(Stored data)
.....

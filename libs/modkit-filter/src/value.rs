//! Typed values carried by filter parameters and compared against entity fields.

use std::fmt;

use uuid::Uuid;

/// Declared type of a filter parameter or entity field.
#[derive(Clone, Copy, Debug, PartialEq, Eq, Hash, serde::Serialize, serde::Deserialize)]
pub enum ValueKind {
    Bool,
    I64,
    String,
    Uuid,
}

impl fmt::Display for ValueKind {
    fn fmt(&self, f: &mut fmt::Formatter<'_>) -> fmt::Result {
        match self {
            ValueKind::Bool => write!(f, "Bool"),
            ValueKind::I64 => write!(f, "I64"),
            ValueKind::String => write!(f, "String"),
            ValueKind::Uuid => write!(f, "Uuid"),
        }
    }
}

/// A parameter binding or a field value read from an entity.
#[derive(Clone, Debug, PartialEq, Eq, Hash)]
pub enum Value {
    Null,
    Bool(bool),
    I64(i64),
    String(String),
    Uuid(Uuid),
}

impl Value {
    /// Kind of a non-null value.
    #[must_use]
    pub fn kind(&self) -> Option<ValueKind> {
        match self {
            Value::Null => None,
            Value::Bool(_) => Some(ValueKind::Bool),
            Value::I64(_) => Some(ValueKind::I64),
            Value::String(_) => Some(ValueKind::String),
            Value::Uuid(_) => Some(ValueKind::Uuid),
        }
    }

    #[must_use]
    pub fn type_name(&self) -> &'static str {
        match self {
            Value::Null => "Null",
            Value::Bool(_) => "Bool",
            Value::I64(_) => "I64",
            Value::String(_) => "String",
            Value::Uuid(_) => "Uuid",
        }
    }

    #[must_use]
    pub fn is_null(&self) -> bool {
        matches!(self, Value::Null)
    }

    #[must_use]
    pub fn as_uuid(&self) -> Option<Uuid> {
        match self {
            Value::Uuid(u) => Some(*u),
            _ => None,
        }
    }

    #[must_use]
    pub fn as_bool(&self) -> Option<bool> {
        match self {
            Value::Bool(b) => Some(*b),
            _ => None,
        }
    }

    /// Coerce a JSON configuration value into a value of `kind`.
    ///
    /// Returns `None` when the JSON value cannot represent `kind`.
    pub(crate) fn from_json(kind: ValueKind, json: &serde_json::Value) -> Option<Self> {
        if json.is_null() {
            return Some(Value::Null);
        }
        match kind {
            ValueKind::Bool => json.as_bool().map(Value::Bool),
            ValueKind::I64 => json.as_i64().map(Value::I64),
            ValueKind::String => json.as_str().map(|s| Value::String(s.to_owned())),
            ValueKind::Uuid => json
                .as_str()
                .and_then(|s| Uuid::parse_str(s).ok())
                .map(Value::Uuid),
        }
    }
}

impl fmt::Display for Value {
    fn fmt(&self, f: &mut fmt::Formatter<'_>) -> fmt::Result {
        match self {
            Value::Null => write!(f, "null"),
            Value::Bool(b) => write!(f, "{b}"),
            Value::I64(i) => write!(f, "{i}"),
            Value::String(s) => write!(f, "'{s}'"),
            Value::Uuid(u) => write!(f, "{u}"),
        }
    }
}

impl From<bool> for Value {
    fn from(v: bool) -> Self {
        Value::Bool(v)
    }
}

impl From<i64> for Value {
    fn from(v: i64) -> Self {
        Value::I64(v)
    }
}

impl From<i32> for Value {
    fn from(v: i32) -> Self {
        Value::I64(i64::from(v))
    }
}

impl From<String> for Value {
    fn from(v: String) -> Self {
        Value::String(v)
    }
}

impl From<&str> for Value {
    fn from(v: &str) -> Self {
        Value::String(v.to_owned())
    }
}

impl From<Uuid> for Value {
    fn from(v: Uuid) -> Self {
        Value::Uuid(v)
    }
}

impl<T: Into<Value>> From<Option<T>> for Value {
    fn from(v: Option<T>) -> Self {
        v.map_or(Value::Null, Into::into)
    }
}

#[cfg(test)]
#[cfg_attr(coverage_nightly, coverage(off))]
mod tests {
    use super::*;

    #[test]
    fn option_maps_to_null() {
        let none: Option<Uuid> = None;
        assert_eq!(Value::from(none), Value::Null);
        let id = Uuid::new_v4();
        assert_eq!(Value::from(Some(id)), Value::Uuid(id));
    }

    #[test]
    fn json_coercion_follows_declared_kind() {
        let id = Uuid::new_v4();
        assert_eq!(
            Value::from_json(ValueKind::Uuid, &serde_json::json!(id.to_string())),
            Some(Value::Uuid(id))
        );
        assert_eq!(
            Value::from_json(ValueKind::Uuid, &serde_json::json!("not-a-uuid")),
            None
        );
        assert_eq!(
            Value::from_json(ValueKind::I64, &serde_json::json!(true)),
            None
        );
        assert_eq!(
            Value::from_json(ValueKind::Bool, &serde_json::Value::Null),
            Some(Value::Null)
        );
    }
}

.....

**What is needed**
The lines from the top of the data above down to the line containing "or entity field." are to be copied exactly; no other line should appear.

**Response to this exercise**
filename libs/modkit-filter/src/value.rs
//! Typed values carried by filter parameters and compared against entity fields.

use std::fmt;

use uuid::Uuid;

/// Declared type of a filter parameter or entity field.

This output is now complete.